A kind of preparation method of ultra-low smoke seaweed polysaccharide material

technical field

The invention belongs to the technical field of seaweed polysaccharide materials, in particular to a preparation method of ultra-low smoke seaweed polysaccharide materials.

Background technique

In addition to the crowded places such as shopping malls, hotels, restaurants, entertainment venues, and transportation vehicles, which are prone to fires, urban and rural residences are also prone to fires. In these numerous fires, the smoke produced by combustible materials, including flame-retardant materials, is very harmful. The people who "burned to death" were actually poisoned by smoke, suffocated, and then burned to death. So smoke is the main cause of casualties. Therefore, in addition to having a good flame retardant effect, it is more important to achieve low smoke or no smoke for flame retardant materials.
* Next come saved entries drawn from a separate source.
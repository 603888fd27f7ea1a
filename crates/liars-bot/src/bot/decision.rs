use super::params::Personality;
use liars_core::belief::{DistributionTable, should_challenge_claim};
use liars_core::game::sudden_death::{MAX_SUM, MIN_SUM};
use liars_core::model::bid::{Action, Bid};
use liars_core::model::face::Face;
use liars_core::model::hand::Hand;
use liars_core::model::rules::BidRules;
use rand::Rng;
use rand::seq::SliceRandom;

/// Largest drop in truth probability a raise may carry before the seat challenges instead.
pub const MAX_PROBABILITY_DROP: f64 = 0.15;

/// Everything the bidding policy looks at for one turn.
#[derive(Debug, Clone, Copy)]
pub struct DecisionInput<'a> {
    pub hand: &'a Hand,
    pub personality: Personality,
    pub standing: Option<Bid>,
    pub table: &'a DistributionTable,
    /// Die counts of the other seats, starting with the next one to act.
    pub opponent_sizes: &'a [u8],
}

#[derive(Debug, Clone, Copy, PartialEq, Eq, Hash)]
pub enum DecisionReason {
    HeadsUpOpening,
    RandomOpening,
    StrongestFace,
    WildOpening,
    DistrustedBid,
    ContrarianChallenge,
    ContrarianRaise,
    NoRaise,
    ProbabilityDrop,
    ImplausibleRaise,
    BestRaise,
}

#[derive(Debug, Clone, Copy, PartialEq)]
pub struct Decision {
    pub action: Action,
    pub reason: DecisionReason,
    /// Model probability of the standing bid, when there is one.
    pub truth: Option<f64>,
    /// Model probability of the best raise considered.
    pub best: Option<f64>,
}

impl DecisionReason {
    pub const fn as_str(self) -> &'static str {
        match self {
            DecisionReason::HeadsUpOpening => "heads_up_opening",
            DecisionReason::RandomOpening => "random_opening",
            DecisionReason::StrongestFace => "strongest_face",
            DecisionReason::WildOpening => "wild_opening",
            DecisionReason::DistrustedBid => "distrusted_bid",
            DecisionReason::ContrarianChallenge => "contrarian_challenge",
            DecisionReason::ContrarianRaise => "contrarian_raise",
            DecisionReason::NoRaise => "no_raise",
            DecisionReason::ProbabilityDrop => "probability_drop",
            DecisionReason::ImplausibleRaise => "implausible_raise",
            DecisionReason::BestRaise => "best_raise",
        }
    }

    pub const fn is_challenge(self) -> bool {
        matches!(
            self,
            DecisionReason::DistrustedBid
                | DecisionReason::ContrarianChallenge
                | DecisionReason::NoRaise
                | DecisionReason::ProbabilityDrop
                | DecisionReason::ImplausibleRaise
        )
    }
}

impl Decision {
    fn opening(bid: Bid, reason: DecisionReason) -> Self {
        Self {
            action: Action::Bid(bid),
            reason,
            truth: None,
            best: None,
        }
    }

    fn challenge(reason: DecisionReason, truth: f64, best: Option<f64>) -> Self {
        Self {
            action: Action::Challenge,
            reason,
            truth: Some(truth),
            best,
        }
    }
}

/// A standing bid is distrusted when its truth probability sits strictly below
/// the seat's aggressiveness. An aggressiveness of zero never distrusts.
pub fn leans_to_challenge(truth: f64, aggressiveness: f64) -> bool {
    truth < aggressiveness
}

pub fn rolls_crazy<R: Rng + ?Sized>(craziness: f64, rng: &mut R) -> bool {
    let roll: f64 = rng.gen_range(0.0..1.0);
    roll < craziness
}

/// Picks the next action for one seat. All randomness comes from `rng`.
pub fn decide<R: Rng + ?Sized>(input: &DecisionInput<'_>, rng: &mut R) -> Decision {
    let crazy = rolls_crazy(input.personality.craziness(), rng);
    match input.standing {
        None => open(input, crazy, rng),
        Some(standing) => respond(input, standing, crazy),
    }
}

fn rules_for(table: &DistributionTable) -> BidRules {
    BidRules::new(table.total_dice(), table.wild())
}

fn open<R: Rng + ?Sized>(input: &DecisionInput<'_>, crazy: bool, rng: &mut R) -> Decision {
    if let Some(bid) = heads_up_opening(input.hand, input.opponent_sizes) {
        return Decision::opening(bid, DecisionReason::HeadsUpOpening);
    }
    if crazy {
        let openings: Vec<Bid> = rules_for(input.table).legal_bids(None).collect();
        if let Some(bid) = openings.choose(rng) {
            return Decision::opening(*bid, DecisionReason::RandomOpening);
        }
    }
    let bid = model_opening(input.hand);
    let reason = if bid.face.is_wild() {
        DecisionReason::WildOpening
    } else {
        DecisionReason::StrongestFace
    };
    Decision::opening(bid, reason)
}

/// Down to a single die against one opponent, the seat claims exactly the die it holds.
pub fn heads_up_opening(hand: &Hand, opponent_sizes: &[u8]) -> Option<Bid> {
    if opponent_sizes.len() != 1 || hand.len() != 1 {
        return None;
    }
    hand.faces().next().map(|face| Bid::new(face, 1))
}

/// Opening bid straight from the hand: the ones when they are at least as numerous
/// as the strongest natural face, otherwise that face counted together with the ones.
pub fn model_opening(hand: &Hand) -> Bid {
    let ones = hand.count(Face::WILD);
    let (best, count) = hand.best_natural();
    if ones >= count {
        Bid::new(Face::WILD, ones.max(1))
    } else {
        Bid::new(best, count + ones)
    }
}

fn respond(input: &DecisionInput<'_>, standing: Bid, crazy: bool) -> Decision {
    let truth = input.table.probability(standing);
    let lean = leans_to_challenge(truth, input.personality.aggressiveness());
    if lean != crazy {
        let reason = if lean {
            DecisionReason::DistrustedBid
        } else {
            DecisionReason::ContrarianChallenge
        };
        return Decision::challenge(reason, truth, None);
    }

    let Some((raise, best)) = best_raise(input.table, standing) else {
        return Decision::challenge(DecisionReason::NoRaise, truth, None);
    };
    if truth - best > MAX_PROBABILITY_DROP {
        return Decision::challenge(DecisionReason::ProbabilityDrop, truth, Some(best));
    }
    if should_challenge_claim(raise, input.hand, input.table) {
        return Decision::challenge(DecisionReason::ImplausibleRaise, truth, Some(best));
    }
    Decision {
        action: Action::Bid(raise),
        reason: if lean {
            DecisionReason::ContrarianRaise
        } else {
            DecisionReason::BestRaise
        },
        truth: Some(truth),
        best: Some(best),
    }
}

/// Most probable legal raise over `standing`. Ties keep the lowest quantity, then the lowest face.
pub fn best_raise(table: &DistributionTable, standing: Bid) -> Option<(Bid, f64)> {
    let mut best: Option<(Bid, f64)> = None;
    for bid in rules_for(table).legal_bids(Some(standing)) {
        let probability = table.probability(bid);
        if best.is_none_or(|(_, p)| probability > p) {
            best = Some((bid, probability));
        }
    }
    best
}

/// Sudden-death guess of the two-dice sum: the own face plus a random die, kept
/// clear of the opponent's guess.
pub fn guess_sum<R: Rng + ?Sized>(own: Face, previous: Option<u8>, rng: &mut R) -> u8 {
    let mine = own.value();
    let guess = match previous {
        None => mine + rng.gen_range(1..=6),
        Some(last) if last <= mine => mine + 1,
        Some(last) if last <= mine + 2 => last + 1,
        Some(last) if last > mine + 6 => mine + rng.gen_range(1..=6),
        Some(last) => {
            let guess = mine + rng.gen_range(1..=5);
            if guess >= last { guess + 1 } else { guess }
        }
    };
    guess.clamp(MIN_SUM, MAX_SUM)
}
In the prior art, halogen flame retardants are one of the good flame retardants, but halogen-containing flame retardants usually increase the amount of smoke, which is its major defect, so it has always been the research direction of scientific and technological workers to improve. Calcium alginate material is a bulk flame retardant material, which has attracted great interest of researchers because it is an environmentally friendly material, but it is a polysaccharide material with limited flame retardant properties and weak antibacterial properties, especially it can still produce more The smoke cannot meet the higher requirements for flame retardant textiles and their decorative materials. Zinc salts are usually used in the development of low-smoke materials, but the total smoke emission of zinc alginate is still as high as 274.28m ² /m ² .

Using silver to impart antibacterial properties to seaweed polysaccharides while improving flame retardancy and reducing smoke emission has also been a challenge. The methods of adding silver to alginate fibers mainly include silver plating on the surface of the fibers, adding silver compounds, complexes or metallic silver to the fiber spinning solution and soaking the fibers in a silver-containing solution, and in order to achieve effective antibacterial, The content of silver in the material accounts for 1% to 7% of the mass of alginate fibers. Since these methods have a low loading rate of silver, the actual amount is much larger than this range, which undoubtedly puts pressure on the rare resource of silver. .

SUMMARY OF THE INVENTION

The present invention is a solution proposed to overcome the above-mentioned defects of the prior art. Its technical solutions are:

A preparation method of ultra-low-smoke seaweed polysaccharide material, comprising the following steps:

(1) Preparation of solution A: firstly, deionized water is heated to 30-50°C, and under the action of ultrasonic waves, polyvinylpyrrolidone K90, chloride and sodium alginate are dissolved in it in turn, and the reaction is maintained for 30-60min. ;

(2) preparation solution B: take by weighing equimolar silver nitrate with chloride, at normal temperature, silver nitrate is dissolved in deionized water, then under stirring, ammonia water is added dropwise to the solution, and then the stirring reaction is maintained for 3-5min, that is obtained;

(3) Preparation of crystallized product C: solution B was added dropwise to solution A under the conditions of heating in a water bath and stirring, and then, the stirring was terminated when the reaction solution became milky white, and maintained at a constant temperature of 40-50° C. for 10- 20min, that is;

(4) After placing the crystallized product C in the molding equipment, add it to the soluble non-halide salt solution for cross-linking reaction for 10-15 minutes, rinse with deionized water for 3-5 times, then steam dry, and cool to At room temperature, the ultra-low smoke seaweed polysaccharide material is obtained.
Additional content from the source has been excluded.